Bread and potatoes have been singled out as the chief devils of obesity. No one has yet had the hardihood to offer a special type of potato for reduction purposes but there are many well-advertised breads whose manufacturers claim for them magical reducing properties. One of these advertises “Three slices a day helps reduce your weight in Nature’s way.” This is ridiculous. A food is helpful in reducing only to the extent that it replaces other foods of higher caloric value. No food can actually “help reduce your weight.”

Lazy women and tired business men, when they are overweight, often turn hopefully to the professional masseur. But massage is no substitute for honest exercise.

Only in rare cases can massage be employed as a reducing factor. The metabolism of the masseur is benefited to a vastly greater extent than that of his patient.
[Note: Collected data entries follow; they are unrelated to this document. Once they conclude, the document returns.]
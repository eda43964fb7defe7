// SPDX-License-Identifier: MPL-2.0
//! A box whose height follows its width.
//!
//! Reserves `width * percent / 100` of height for its content, the way a
//! `padding-bottom` filler does, and reports the first time its bounds
//! enter the visible viewport.

use iced::advanced::layout::{self, Layout};
use iced::advanced::mouse;
use iced::advanced::overlay;
use iced::advanced::renderer;
use iced::advanced::widget::{self, tree, Widget};
use iced::advanced::{Clipboard, Shell};
use iced::{Element, Event, Length, Rectangle, Size};

#[derive(Debug, Default)]
struct RevealState {
    revealed: bool,
}

pub struct RatioBox<'a, Message, Theme, Renderer> {
    content: Element<'a, Message, Theme, Renderer>,
    padding_percent: Option<f32>,
    width: Length,
    height: Length,
    on_reveal: Option<Message>,
}

impl<'a, Message, Theme, Renderer> RatioBox<'a, Message, Theme, Renderer> {
    pub fn new(content: impl Into<Element<'a, Message, Theme, Renderer>>) -> Self {
        Self {
            content: content.into(),
            padding_percent: None,
            width: Length::Fill,
            height: Length::Shrink,
            on_reveal: None,
        }
    }

    /// Height as a percentage of the width. `None` lets `height` decide.
    #[must_use]
    pub fn padding_percent(mut self, percent: Option<f32>) -> Self {
        self.padding_percent = percent.filter(|p| p.is_finite() && *p > 0.0);
        self
    }

    #[must_use]
    pub fn width(mut self, width: impl Into<Length>) -> Self {
        self.width = width.into();
        self
    }

    #[must_use]
    pub fn height(mut self, height: impl Into<Length>) -> Self {
        self.height = height.into();
        self
    }

    /// Message published once, when the box first intersects the viewport.
    #[must_use]
    pub fn on_reveal(mut self, message: Message) -> Self {
        self.on_reveal = Some(message);
        self
    }
}

/// Size of the box for the given constraints.
fn resolve_size(
    max: Size,
    width: Length,
    height: Length,
    padding_percent: Option<f32>,
    content_height: f32,
) -> Size {
    let width = match width {
        Length::Fixed(w) => w.min(max.width),
        _ => max.width,
    };

    let height = match (height, padding_percent) {
        (Length::Fixed(h), _) => h,
        (_, Some(percent)) if width.is_finite() => width * percent / 100.0,
        (Length::Fill | Length::FillPortion(_), None) => max.height,
        _ => content_height,
    };

    Size::new(width, height.min(max.height))
}

impl<Message, Theme, Renderer> Widget<Message, Theme, Renderer> for RatioBox<'_, Message, Theme, Renderer>
where
    Message: Clone,
    Renderer: renderer::Renderer,
{
    fn size(&self) -> Size<Length> {
        Size::new(self.width, self.height)
    }

    fn tag(&self) -> tree::Tag {
        tree::Tag::of::<RevealState>()
    }

    fn state(&self) -> tree::State {
        tree::State::new(RevealState::default())
    }

    fn children(&self) -> Vec<widget::Tree> {
        vec![widget::Tree::new(&self.content)]
    }

    fn diff(&self, tree: &mut widget::Tree) {
        tree.diff_children(&[&self.content]);
    }

    fn layout(&mut self, tree: &mut widget::Tree, renderer: &Renderer, limits: &layout::Limits) -> layout::Node {
        let limits = limits.width(self.width).height(self.height);
        let max = limits.max();

        let content_height = if self.padding_percent.is_none() && matches!(self.height, Length::Shrink) {
            self.content
                .as_widget_mut()
                .layout(&mut tree.children[0], renderer, &limits)
                .size()
                .height
        } else {
            0.0
        };

        let size = resolve_size(max, self.width, self.height, self.padding_percent, content_height);
        let content = self.content.as_widget_mut().layout(
            &mut tree.children[0],
            renderer,
            &layout::Limits::new(Size::ZERO, size),
        );

        layout::Node::with_children(size, vec![content])
    }

    fn draw(
        &self,
        tree: &widget::Tree,
        renderer: &mut Renderer,
        theme: &Theme,
        style: &renderer::Style,
        layout: Layout<'_>,
        cursor: mouse::Cursor,
        viewport: &Rectangle,
    ) {
        let Some(content_layout) = layout.children().next() else {
            return;
        };
        renderer.with_layer(layout.bounds(), |renderer| {
            self.content.as_widget().draw(
                &tree.children[0],
                renderer,
                theme,
                style,
                content_layout,
                cursor,
                viewport,
            );
        });
    }

    fn update(
        &mut self,
        tree: &mut widget::Tree,
        event: &Event,
        layout: Layout<'_>,
        cursor: mouse::Cursor,
        renderer: &Renderer,
        clipboard: &mut dyn Clipboard,
        shell: &mut Shell<'_, Message>,
        viewport: &Rectangle,
    ) {
        let state = tree.state.downcast_mut::<RevealState>();
        if !state.revealed && layout.bounds().intersects(viewport) {
            state.revealed = true;
            if let Some(message) = self.on_reveal.clone() {
                shell.publish(message);
            }
        }

        if let Some(content_layout) = layout.children().next() {
            self.content.as_widget_mut().update(
                &mut tree.children[0],
                event,
                content_layout,
                cursor,
                renderer,
                clipboard,
                shell,
                viewport,
            );
        }
    }

    fn mouse_interaction(
        &self,
        tree: &widget::Tree,
        layout: Layout<'_>,
        cursor: mouse::Cursor,
        viewport: &Rectangle,
        renderer: &Renderer,
    ) -> mouse::Interaction {
        layout.children().next().map_or(mouse::Interaction::None, |content_layout| {
            self.content
                .as_widget()
                .mouse_interaction(&tree.children[0], content_layout, cursor, viewport, renderer)
        })
    }

    fn operate(
        &mut self,
        tree: &mut widget::Tree,
        layout: Layout<'_>,
        renderer: &Renderer,
        operation: &mut dyn widget::Operation,
    ) {
        if let Some(content_layout) = layout.children().next() {
            self.content
                .as_widget_mut()
                .operate(&mut tree.children[0], content_layout, renderer, operation);
        }
    }

    fn overlay<'b>(
        &'b mut self,
        tree: &'b mut widget::Tree,
        layout: Layout<'b>,
        renderer: &Renderer,
        viewport: &Rectangle,
        translation: iced::Vector,
    ) -> Option<overlay::Element<'b, Message, Theme, Renderer>> {
        let content_layout = layout.children().next()?;
        self.content.as_widget_mut().overlay(
            &mut tree.children[0],
            content_layout,
            renderer,
            viewport,
            translation,
        )
    }
}

impl<'a, Message, Theme, Renderer> From<RatioBox<'a, Message, Theme, Renderer>> for Element<'a, Message, Theme, Renderer>
where
    Message: Clone + 'a,
    Theme: 'a,
    Renderer: renderer::Renderer + 'a,
{
    fn from(ratio_box: RatioBox<'a, Message, Theme, Renderer>) -> Self {
        Self::new(ratio_box)
    }
}

pub fn ratio_box<'a, Message, Theme, Renderer>(
    content: impl Into<Element<'a, Message, Theme, Renderer>>,
) -> RatioBox<'a, Message, Theme, Renderer>
where
    Renderer: renderer::Renderer,
{
    RatioBox::new(content)
}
It is absurd to try and reduce fatty masses by massage alone. True, the masses may decrease some in size but this is due merely to the temporary squeezing out of the fluids between the fatty cells.

D. Heckel, a French authority on obesity said, “It must be understood that for women leading sedentary lives, massage is actually fattening.”

But do not misunderstand me as condemning massage. On the contrary, massage may play an important part in treating the complications attendant on obesity. Liver congestion, distension of the abdominal veins, atonic constipation, lymphatic and venous stasis in fatty masses, may all be relieved by scientific massage. The hands of a skillful operator can do more toward relieving distension and congestive pain and producing relaxation, than perhaps any other single method.

Fatty tissue is often sensitive and painful. A definite inflammation of the tissue cells may exist. This may be cleared up after a few massage manipulations. But massage is only an accessory treatment, not a specific. And it must be remembered that there are many kinds of massage, each condition responding best to its specific type.

In uncomplicated obesity massage is definitely unwise, because it salves the conscience and is accepted as a substitute for active exercise.

Water Drinking

Obesity is not increased by the moderate drinking of water by the average man in good health. It is only when there is an excessive production of Beta-pituitrin by the pituitary gland or when the heart or kidneys are diseased or where salt is taken to excess that the excessive drinking of water is harmful and conducive to obesity.

It should be noted, however, that the drinking of water to excess usually induces the average per-son to eat more food. The explanation is simple and is grounded in the natural reaction of the system to water which serves to enhance the taste of other foods.

The normal use of water is not only harmless but its withdrawal operates directly to injure many types of people, particularly those who are gouty, hepatic and renal because if the system be denied ample quantities of water the principal solvent upon which it relies has been removed. It is known, too, that a drastic thirst regimen is directly responsible for a type of neurasthenia which frequently follows in the wake of severe intensive, unscientific reduction.

Quack Cures

Pills and drugs advertised as obesity cures should never be taken except upon the advice of a physician. We are beset on every side by ingenious quacks. When I read there advertising I some-times ask, parodying Bruce Barton, “What can a fat man believe?” For example there is an advertised cure which contains desiccated thyroid in combination with a laxative. It is taken by women who do not understand the potency of thyroid. I have seen numerous cases of harmful thyroid intoxication resulting from the use of this and similar drugs.

You cannot cure obesity by medication. At the risk of repetition let me add that health-giving weight reduction can come only through treating ascertained characteristics with scientific cures which consider and avoid every danger. Many “cures” are often nothing less than depletion plants. The common denominator of practically all reduction cures is diet. When you take your reduction course by mail or by swallowing pills, you will always find in some part of the accompanying “literature” a modest little note telling you to refrain from eating such and such foods.